1. Monitors risks (including cyber) related to IT security and governance.

2. It is working on a system for sharing information on cyber security and attacks between national supervisory authorities.

3. Contributes to the fine-tuning of DORA, for which it is preparing its implementing technical standards. It focuses mainly on cyber incident reporting and cybersecurity resilience testing.

4. It monitors the implementation of its guidelines (i.e. guidelines), particularly in the field of ICT (information and communication technologies). The aim is to identify specific reasonable aspects of implementation (which will use the preparation of technical standards for DORA).

5. Harmonises ICT risk management tools, methods, processes and policies and the content of the policies, procedures and plans envisaged in the Regulation (e.g.: ICT security policies and procedures, ICT business continuity policy, BCP and DRP plans).

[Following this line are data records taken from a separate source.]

/// `scripting/context.rs` — execution contexts
///
/// One `ExecutionContext` per node: a sandboxed Lua state, its handle
/// registry and the script it was built from. Loading a script compiles
/// the file to a function, then runs it; compile and run failures are
/// reported separately.
///
/// `include` runs another file in the same state. With a receiver table
/// the file runs in a scope where the receiver shadows the globals and new
/// names land on the receiver, which is how `require` gives files a module
/// contract without touching the shared globals.
use std::{
    cell::RefCell,
    fs,
    path::{Path, PathBuf},
    rc::Rc,
};

use mlua::{Function, Lua, Result as LuaResult, Table, Value};
use serde::Serialize;

use super::{
    diagnostic::ScriptDiagnostic,
    handles::HandleRegistry,
    sandbox::{create_sandboxed_vm, TrustLevel},
};
use crate::{
    error::{BridgeError, Result},
    host::ScriptFile,
};

#[derive(Debug, Clone, Copy, PartialEq, Eq, Serialize)]
#[serde(rename_all = "snake_case")]
pub enum ContextState {
    Unloaded,
    Loading,
    Ready,
    Reloading,
    Failed,
}

/// Every file executed in a state, kept as Lua app data so diagnostics can
/// restore chunk names Lua shortened.
#[derive(Default)]
struct LoadedScripts(RefCell<Vec<PathBuf>>);

fn remember(lua: &Lua, path: &Path) {
    if let Some(loaded) = lua.app_data_ref::<LoadedScripts>() {
        let mut paths = loaded.0.borrow_mut();
        if !paths.iter().any(|p| p == path) {
            paths.push(path.to_path_buf());
        }
    }
}

/// Files executed so far in `lua`, main script first.
pub fn loaded_scripts(lua: &Lua) -> Vec<PathBuf> {
    lua.app_data_ref::<LoadedScripts>()
        .map(|loaded| loaded.0.borrow().clone())
        .unwrap_or_default()
}

pub struct ExecutionContext {
    lua: Lua,
    handles: Rc<HandleRegistry>,
    script: ScriptFile,
}

impl ExecutionContext {
    /// Build a fresh state for `script`. `install` binds the host primitives.
    pub fn new<F>(script: ScriptFile, trust: &TrustLevel, install: F) -> Result<Self>
    where
        F: FnOnce(&Lua, &Rc<HandleRegistry>) -> LuaResult<()>,
    {
        let lua = create_sandboxed_vm(trust)?;
        lua.set_app_data(LoadedScripts::default());
        let handles = Rc::new(HandleRegistry::install(&lua)?);
        install(&lua, &handles)?;
        Ok(Self {
            lua,
            handles,
            script,
        })
    }

    /// Compile and run the script's top-level code against the globals.
    pub fn run_main(&self) -> Result<()> {
        execute(&self.lua, &self.script, None).map(|_| ())
    }

    pub fn lua(&self) -> &Lua {
        &self.lua
    }

    pub fn handles(&self) -> &Rc<HandleRegistry> {
        &self.handles
    }

    pub fn script(&self) -> &ScriptFile {
        &self.script
    }

    pub fn globals(&self) -> Table {
        self.lua.globals()
    }

    pub fn loaded_scripts(&self) -> Vec<PathBuf> {
        loaded_scripts(&self.lua)
    }
}

/// Read, compile and run `script`, returning the chunk's first result.
pub fn execute(lua: &Lua, script: &ScriptFile, receiver: Option<&Table>) -> Result<Value> {
    let source = fs::read_to_string(&script.path).map_err(|source| BridgeError::ScriptRead {
        path: script.path.clone(),
        source,
    })?;

    remember(lua, &script.path);
    let mut chunk = lua.load(source.as_str()).set_name(chunk_name(&script.path));
    if let Some(receiver) = receiver {
        chunk = chunk.set_environment(scoped_env(lua, receiver)?);
    }

    let function: Function = chunk.into_function().map_err(|e| BridgeError::Compile {
        path: script.path.clone(),
        diagnostic: ScriptDiagnostic::for_scripts(&e, &loaded_scripts(lua)),
    })?;

    let result = match receiver {
        Some(receiver) => function.call::<Value>(receiver.clone()),
        None => function.call::<Value>(()),
    };
    result.map_err(|e| BridgeError::Runtime {
        during: format!("running '{}'", script.path.display()),
        diagnostic: ScriptDiagnostic::for_scripts(&e, &loaded_scripts(lua)),
    })
}

/// Run `script` in the current state without creating a new context.
pub fn include(lua: &Lua, script: &ScriptFile, receiver: Option<&Table>) -> Result<()> {
    log::debug!("[context] include {}", script.path.display());
    execute(lua, script, receiver).map(|_| ())
}

/// Run `script` as a module and return its exports.
///
/// The file sees a fresh `exports` table. A chunk that returns a non-nil
/// value exports that value instead.
pub fn require(lua: &Lua, script: &ScriptFile) -> Result<Value> {
    let module = lua.create_table()?;
    module.set("exports", lua.create_table()?)?;
    match execute(lua, script, Some(&module))? {
        Value::Nil => Ok(module.get("exports")?),
        returned => Ok(returned),
    }
}

const SCOPE_CHUNK: &str = r#"
local receiver, globals = ...
return setmetatable({}, {
    __index = function(_, key)
        local value = receiver[key]
        if value == nil then
            value = globals[key]
        end
        return value
    end,
    __newindex = receiver,
})
"#;

/// Environment where reads hit `receiver` then the globals and writes hit `receiver`.
fn scoped_env(lua: &Lua, receiver: &Table) -> LuaResult<Table> {
    lua.load(SCOPE_CHUNK)
        .set_name("=scope")
        .into_function()?
        .call((receiver.clone(), lua.globals()))
}

fn chunk_name(path: &Path) -> String {
    format!("@{}", path.display())
}

#[cfg(test)]
mod tests {
    use super::*;
    use crate::error::ErrorKind;

    fn write(dir: &Path, name: &str, source: &str) -> ScriptFile {
        let path = dir.join(name);
        fs::write(&path, source).unwrap();
        ScriptFile::new(path)
    }

    fn context(script: ScriptFile) -> ExecutionContext {
        ExecutionContext::new(script, &TrustLevel::Basic, |_, _| Ok(())).unwrap()
    }

    #[test]
    fn run_main_defines_globals() {
        let dir = tempfile::tempdir().unwrap();
        let ctx = context(write(dir.path(), "main.lua", "counter = 41 + 1\nfunction bang() end"));
        ctx.run_main().unwrap();
        assert_eq!(ctx.globals().get::<i64>("counter").unwrap(), 42);
        assert!(matches!(ctx.globals().get::<Value>("bang").unwrap(), Value::Function(_)));
    }

    #[test]
    fn compile_and_runtime_errors_are_distinct() {
        let dir = tempfile::tempdir().unwrap();
        let broken = context(write(dir.path(), "broken.lua", "x = = 1"));
        let err = broken.run_main().unwrap_err();
        assert_eq!(err.kind(), ErrorKind::CompileError);
        assert!(err.to_string().contains("broken.lua:1:"));

        let throws = context(write(dir.path(), "throws.lua", "local t = nil\nt.field = 1"));
        let err = throws.run_main().unwrap_err();
        assert_eq!(err.kind(), ErrorKind::RuntimeError);
        match err {
            BridgeError::Runtime { diagnostic, .. } => {
                assert_eq!(diagnostic.line, Some(2));
                assert_eq!(diagnostic.source_line.as_deref(), Some("t.field = 1"));
            }
            other => panic!("unexpected {other}"),
        }
    }

    #[test]
    fn missing_file_is_a_read_error() {
        let dir = tempfile::tempdir().unwrap();
        let ctx = context(ScriptFile::new(dir.path().join("gone.lua")));
        assert!(matches!(ctx.run_main(), Err(BridgeError::ScriptRead { .. })));
    }

    #[test]
    fn include_shares_globals() {
        let dir = tempfile::tempdir().unwrap();
        let lib = write(dir.path(), "lib.lua", "shared = (shared or 0) + 1");
        let ctx = context(write(dir.path(), "main.lua", ""));
        include(ctx.lua(), &lib, None).unwrap();
        include(ctx.lua(), &lib, None).unwrap();
        assert_eq!(ctx.globals().get::<i64>("shared").unwrap(), 2);
    }

    #[test]
    fn include_with_receiver_keeps_globals_clean() {
        let dir = tempfile::tempdir().unwrap();
        let lib = write(dir.path(), "lib.lua", "name = 'voice'\nscaled = gain * 2");
        let ctx = context(write(dir.path(), "main.lua", ""));
        ctx.globals().set("gain", 3).unwrap();

        let receiver = ctx.lua().create_table().unwrap();
        include(ctx.lua(), &lib, Some(&receiver)).unwrap();

        assert_eq!(receiver.get::<String>("name").unwrap(), "voice");
        assert_eq!(receiver.get::<i64>("scaled").unwrap(), 6);
        assert!(matches!(ctx.globals().get::<Value>("name").unwrap(), Value::Nil));
    }

    #[test]
    fn require_returns_exports() {
        let dir = tempfile::tempdir().unwrap();
        let exports_style = write(
            dir.path(),
            "util.lua",
            "exports.double = function(x) return x * 2 end\nhelper = true",
        );
        let return_style = write(dir.path(), "mod.lua", "return { answer = 42 }");
        let ctx = context(write(dir.path(), "main.lua", ""));

        let util = match require(ctx.lua(), &exports_style).unwrap() {
            Value::Table(t) => t,
            other => panic!("expected table, got {other:?}"),
        };
        let double: Function = util.get("double").unwrap();
        assert_eq!(double.call::<i64>(21).unwrap(), 42);
        assert!(matches!(ctx.globals().get::<Value>("helper").unwrap(), Value::Nil));

        match require(ctx.lua(), &return_style).unwrap() {
            Value::Table(t) => assert_eq!(t.get::<i64>("answer").unwrap(), 42),
            other => panic!("expected table, got {other:?}"),
        }
    }
}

6. EIOPA has developed a data management framework for local supervisory authorities. Data quality is essential for control processes. The framework is intended to provide a minimum quality standard that will be required of all local supervisory authorities.

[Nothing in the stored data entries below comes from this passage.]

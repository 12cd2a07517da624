/// `scripting/sandbox.rs` — Lua sandbox restrictions per execution context
///
/// Every context VM is created with a restricted set of standard libraries.
/// I/O, OS and the native package loader are omitted by default; the bridge
/// injects its own `include`/`require` instead.
use mlua::{Lua, LuaOptions, Result as LuaResult, StdLib};
use serde::{Deserialize, Serialize};

/// Controls which Lua standard libraries are available to a script.
#[derive(Debug, Clone, Default, PartialEq, Serialize, Deserialize)]
#[serde(rename_all = "snake_case")]
pub enum TrustLevel {
    /// Default: string, table, math, utf8 and coroutine. No I/O or OS.
    #[default]
    Basic,
    /// Basic + io (scripts that read data files next to the patch)
    FileRead,
    /// Basic + io + os + package, for trusted patches only
    Elevated,
}

impl TrustLevel {
    pub fn libs(&self) -> StdLib {
        let basic = StdLib::TABLE | StdLib::STRING | StdLib::MATH | StdLib::UTF8 | StdLib::COROUTINE;
        match self {
            TrustLevel::Basic => basic,
            TrustLevel::FileRead => basic | StdLib::IO,
            TrustLevel::Elevated => basic | StdLib::IO | StdLib::OS | StdLib::PACKAGE,
        }
    }
}

/// Creates a new Lua VM with sandbox restrictions applied.
pub fn create_sandboxed_vm(trust: &TrustLevel) -> LuaResult<Lua> {
    Lua::new_with(trust.libs(), LuaOptions::default())
}

#[cfg(test)]
mod tests {
    use super::*;
    use mlua::Value;

    fn global_is_nil(lua: &Lua, name: &str) -> bool {
        matches!(lua.globals().get::<Value>(name).unwrap(), Value::Nil)
    }

    #[test]
    fn basic_has_no_io_or_os() {
        let lua = create_sandboxed_vm(&TrustLevel::Basic).unwrap();
        assert!(global_is_nil(&lua, "io"));
        assert!(global_is_nil(&lua, "os"));
        assert!(!global_is_nil(&lua, "string"));
        assert!(!global_is_nil(&lua, "math"));
    }

    #[test]
    fn elevated_loads_os() {
        let lua = create_sandboxed_vm(&TrustLevel::Elevated).unwrap();
        assert!(!global_is_nil(&lua, "os"));
        assert!(!global_is_nil(&lua, "io"));
    }
}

7. The Expert Group on Artificial Intelligence will establish a framework for ethical and trustworthy AI in the European insurance industry (so far, it has issued six governance principles, including guidelines for their implementation in the insurance industry). In the future, EIOPA will further take into account the legislative developments of the Artificial Intelligence Act.

8. EIOPA wants to reach a consensus on the approach to the regulation of innovative products, services and business models. In general, it wants to strengthen the coordination of fintech regulation.

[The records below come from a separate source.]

/// `config.rs` — bridge configuration
///
/// Stored as JSON next to the patch or passed on the command line.
/// Every field has a default, so `{}` is a valid configuration.
use std::path::{Path, PathBuf};

use serde::{Deserialize, Serialize};

use crate::{
    error::{BridgeError, Result},
    host::FsResolver,
    scripting::sandbox::TrustLevel,
};

#[derive(Debug, Clone, Serialize, Deserialize)]
#[serde(default)]
pub struct BridgeConfig {
    /// Standard libraries loaded into each execution context.
    pub trust: TrustLevel,
    /// Directories searched, in order, for script files.
    pub search_paths: Vec<PathBuf>,
    /// `env_logger` filter used when `RUST_LOG` is unset.
    pub log_filter: String,
}

impl Default for BridgeConfig {
    fn default() -> Self {
        Self {
            trust: TrustLevel::Basic,
            search_paths: Vec::new(),
            log_filter: "info".to_string(),
        }
    }
}

impl BridgeConfig {
    pub fn from_json(text: &str) -> Result<Self> {
        serde_json::from_str(text).map_err(|e| BridgeError::Config(e.to_string()))
    }

    pub fn from_file(path: &Path) -> Result<Self> {
        let text = std::fs::read_to_string(path)
            .map_err(|e| BridgeError::Config(format!("{}: {e}", path.display())))?;
        Self::from_json(&text)
    }

    pub fn resolver(&self) -> FsResolver {
        FsResolver::new(self.search_paths.clone())
    }
}

#[cfg(test)]
mod tests {
    use super::*;

    #[test]
    fn empty_object_uses_defaults() {
        let config = BridgeConfig::from_json("{}").unwrap();
        assert_eq!(config.trust, TrustLevel::Basic);
        assert!(config.search_paths.is_empty());
        assert_eq!(config.log_filter, "info");
    }

    #[test]
    fn parses_fields() {
        let config = BridgeConfig::from_json(
            r#"{ "trust": "file_read", "search_paths": ["/patches"], "log_filter": "debug" }"#,
        )
        .unwrap();
        assert_eq!(config.trust, TrustLevel::FileRead);
        assert_eq!(config.search_paths, vec![PathBuf::from("/patches")]);
        assert_eq!(config.log_filter, "debug");
    }

    #[test]
    fn rejects_unknown_trust_level() {
        let err = BridgeConfig::from_json(r#"{ "trust": "root" }"#).unwrap_err();
        assert!(matches!(err, BridgeError::Config(_)));
    }
}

9. It is developing a procedural framework for cross-border testing to facilitate the spread of innovation across the EU, simplify competition, facilitate cross-border communication between local supervisors and increase transparency regarding cross-border testing within the regulatory sandbox.

10. Develop supervisory convergence tools to support local supervisors in conducting business model analysis in the context of the digital insurance market. Business model assessments are intended to give supervisors the opportunity to better understand the factors that create opportunities and vulnerabilities in insurers’ businesses and, as a result, they should be able to develop a more personalised supervisory plan for individual insurers.

11. Establish a technical standard (specific template) for cyber risk reporting. It is monitoring the impact of DORA in this area and wants to focus on tacit underwriting.

12. It will focus on outsourcing to third-party providers. It has already issued its guidelines for outsourcing to the cloud and in the future will also focus on outsourcing of claims handling and UW to third countries.